Data section start
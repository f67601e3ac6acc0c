use std::sync::Arc;

use anyhow::Result as AnyResult;
use async_trait::async_trait;
use thiserror::Error;
use tracing::{error, info, warn};
use uuid::Uuid;

use crate::{
    domain::{
        entities::{
            orders::InsertOrderEntity,
            payment_transactions::InsertPaymentTransactionEntity,
        },
        repositories::{
            carts::CartRepository, orders::OrderRepository,
            payment_transactions::PaymentTransactionRepository,
            products::ProductRepository,
        },
        value_objects::{
            carts::CartOwner,
            checkout::CheckoutResponse,
            enums::{order_statuses::OrderStatus, payment_methods::PaymentMethod},
            orders::OrderItemSnapshot,
        },
    },
    infrastructure::payments::xendit_client::{CreatedInvoice, XenditClient},
};

pub const INVOICE_CURRENCY: &str = "IDR";

/// Payment options offered on every invoice, independent of the method the
/// buyer picked at checkout (the gateway's invoice page lets them switch).
pub const INVOICE_PAYMENT_METHODS: [&str; 4] =
    ["CREDIT_CARD", "BANK_TRANSFER", "QRIS", "EWALLET"];

#[cfg_attr(test, mockall::automock)]
#[async_trait]
pub trait PaymentGateway: Send + Sync {
    async fn create_invoice(
        &self,
        external_id: &str,
        amount: i64,
        payer_email: &str,
        description: &str,
        currency: &str,
        payment_methods: Vec<String>,
    ) -> AnyResult<CreatedInvoice>;
}

#[async_trait]
impl PaymentGateway for XenditClient {
    async fn create_invoice(
        &self,
        external_id: &str,
        amount: i64,
        payer_email: &str,
        description: &str,
        currency: &str,
        payment_methods: Vec<String>,
    ) -> AnyResult<CreatedInvoice> {
        self.create_invoice(
            external_id,
            amount,
            payer_email,
            description,
            currency,
            &payment_methods,
        )
        .await
    }
}

#[derive(Debug, Error)]
pub enum CheckoutError {
    #[error("cart is empty")]
    EmptyCart,
    #[error("payment creation failed")]
    PaymentCreation(#[source] anyhow::Error),
    #[error(transparent)]
    Internal(#[from] anyhow::Error),
}

impl CheckoutError {
    pub fn status_code(&self) -> axum::http::StatusCode {
        use axum::http::StatusCode;
        match self {
            CheckoutError::EmptyCart => StatusCode::BAD_REQUEST,
            CheckoutError::PaymentCreation(_) | CheckoutError::Internal(_) => {
                StatusCode::INTERNAL_SERVER_ERROR
            }
        }
    }
}

pub type CheckoutResult<T> = std::result::Result<T, CheckoutError>;

pub struct CheckoutUseCase<C, P, O, T, G>
where
    C: CartRepository + Send + Sync + 'static,
    P: ProductRepository + Send + Sync + 'static,
    O: OrderRepository + Send + Sync + 'static,
    T: PaymentTransactionRepository + Send + Sync + 'static,
    G: PaymentGateway + Send + Sync + 'static,
{
    cart_repository: Arc<C>,
    product_repository: Arc<P>,
    order_repository: Arc<O>,
    transaction_repository: Arc<T>,
    payment_gateway: Arc<G>,
}

impl<C, P, O, T, G> CheckoutUseCase<C, P, O, T, G>
where
    C: CartRepository + Send + Sync + 'static,
    P: ProductRepository + Send + Sync + 'static,
    O: OrderRepository + Send + Sync + 'static,
    T: PaymentTransactionRepository + Send + Sync + 'static,
    G: PaymentGateway + Send + Sync + 'static,
{
    pub fn new(
        cart_repository: Arc<C>,
        product_repository: Arc<P>,
        order_repository: Arc<O>,
        transaction_repository: Arc<T>,
        payment_gateway: Arc<G>,
    ) -> Self {
        Self {
            cart_repository,
            product_repository,
            order_repository,
            transaction_repository,
            payment_gateway,
        }
    }

    /// Turns the owner's cart into a pending order and issues a gateway
    /// invoice for it.
    ///
    /// If the gateway call fails the order stays persisted as `pending`
    /// without an invoice id and the cart is left intact, so nothing the
    /// buyer selected is lost; the caller re-attempts checkout. There is no
    /// lock between reading the cart and clearing it, so a double-submit can
    /// create two orders from the same cart.
    pub async fn checkout(
        &self,
        owner: CartOwner,
        user_email: String,
        payment_method: PaymentMethod,
    ) -> CheckoutResult<CheckoutResponse> {
        let user_id = match &owner {
            CartOwner::User(user_id) => Some(*user_id),
            CartOwner::Session(_) => None,
        };

        let cart_lines = self
            .cart_repository
            .find_by_owner(&owner)
            .await
            .map_err(|err| {
                error!(db_error = ?err, "checkout: failed to load cart");
                CheckoutError::Internal(err)
            })?;

        if cart_lines.is_empty() {
            let err = CheckoutError::EmptyCart;
            warn!(
                status = err.status_code().as_u16(),
                "checkout: attempted with empty cart"
            );
            return Err(err);
        }

        let mut total_amount: i64 = 0;
        let mut items: Vec<OrderItemSnapshot> = Vec::with_capacity(cart_lines.len());

        for line in &cart_lines {
            let product = self
                .product_repository
                .find_by_id(line.product_id)
                .await
                .map_err(|err| {
                    error!(
                        product_id = %line.product_id,
                        db_error = ?err,
                        "checkout: failed to load product"
                    );
                    CheckoutError::Internal(err)
                })?;

            let Some(product) = product else {
                // Stale cart reference; the line is dropped from the order.
                warn!(
                    product_id = %line.product_id,
                    "checkout: cart references a vanished product, skipping line"
                );
                continue;
            };

            let line_total = i64::from(line.quantity) * line.price;
            total_amount += line_total;
            items.push(OrderItemSnapshot {
                product_id: line.product_id,
                product_name: product.name,
                quantity: line.quantity,
                price: line.price,
                total: line_total,
            });
        }

        let items_json = serde_json::to_value(&items)
            .map_err(|err| CheckoutError::Internal(err.into()))?;

        let order_id = self
            .order_repository
            .insert(InsertOrderEntity {
                user_id,
                user_email: user_email.clone(),
                items: items_json,
                total_amount,
                status: OrderStatus::Pending.to_string(),
                payment_method: payment_method.to_string(),
            })
            .await
            .map_err(|err| {
                error!(db_error = ?err, "checkout: failed to insert order");
                CheckoutError::Internal(err)
            })?;

        info!(
            %order_id,
            total_amount,
            line_count = items.len(),
            "checkout: order created, requesting gateway invoice"
        );

        let external_id = format!("order_{order_id}");
        let description = format!("Order #{}", &order_id.to_string()[..8]);
        let invoice = self
            .payment_gateway
            .create_invoice(
                &external_id,
                total_amount,
                &user_email,
                &description,
                INVOICE_CURRENCY,
                INVOICE_PAYMENT_METHODS
                    .iter()
                    .map(|method| method.to_string())
                    .collect(),
            )
            .await
            .map_err(|err| {
                error!(
                    %order_id,
                    total_amount,
                    error = ?err,
                    "checkout: gateway invoice creation failed, order stays pending"
                );
                CheckoutError::PaymentCreation(err)
            })?;

        self.order_repository
            .set_gateway_invoice_id(order_id, invoice.id.clone())
            .await
            .map_err(|err| {
                error!(
                    %order_id,
                    invoice_id = %invoice.id,
                    db_error = ?err,
                    "checkout: failed to persist invoice id on order"
                );
                CheckoutError::Internal(err)
            })?;

        self.transaction_repository
            .insert(InsertPaymentTransactionEntity {
                order_id,
                user_id,
                amount: total_amount,
                currency: INVOICE_CURRENCY.to_string(),
                status: OrderStatus::Pending.to_string(),
                payment_method: payment_method.to_string(),
                gateway_invoice_id: Some(invoice.id.clone()),
            })
            .await
            .map_err(|err| {
                error!(
                    %order_id,
                    db_error = ?err,
                    "checkout: failed to record payment transaction"
                );
                CheckoutError::Internal(err)
            })?;

        self.cart_repository
            .clear_owner(&owner)
            .await
            .map_err(|err| {
                error!(
                    %order_id,
                    db_error = ?err,
                    "checkout: failed to clear cart after invoice creation"
                );
                CheckoutError::Internal(err)
            })?;

        info!(
            %order_id,
            invoice_id = %invoice.id,
            total_amount,
            "checkout: completed, payment url issued"
        );

        Ok(CheckoutResponse {
            order_id,
            payment_url: invoice.invoice_url,
            total_amount,
        })
    }
}

#[cfg(test)]
mod tests;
Data section end
Aim of the task: If a line in the data above holds the word "PaymentMethod", count it; give only the total.

Result for this exercise: 2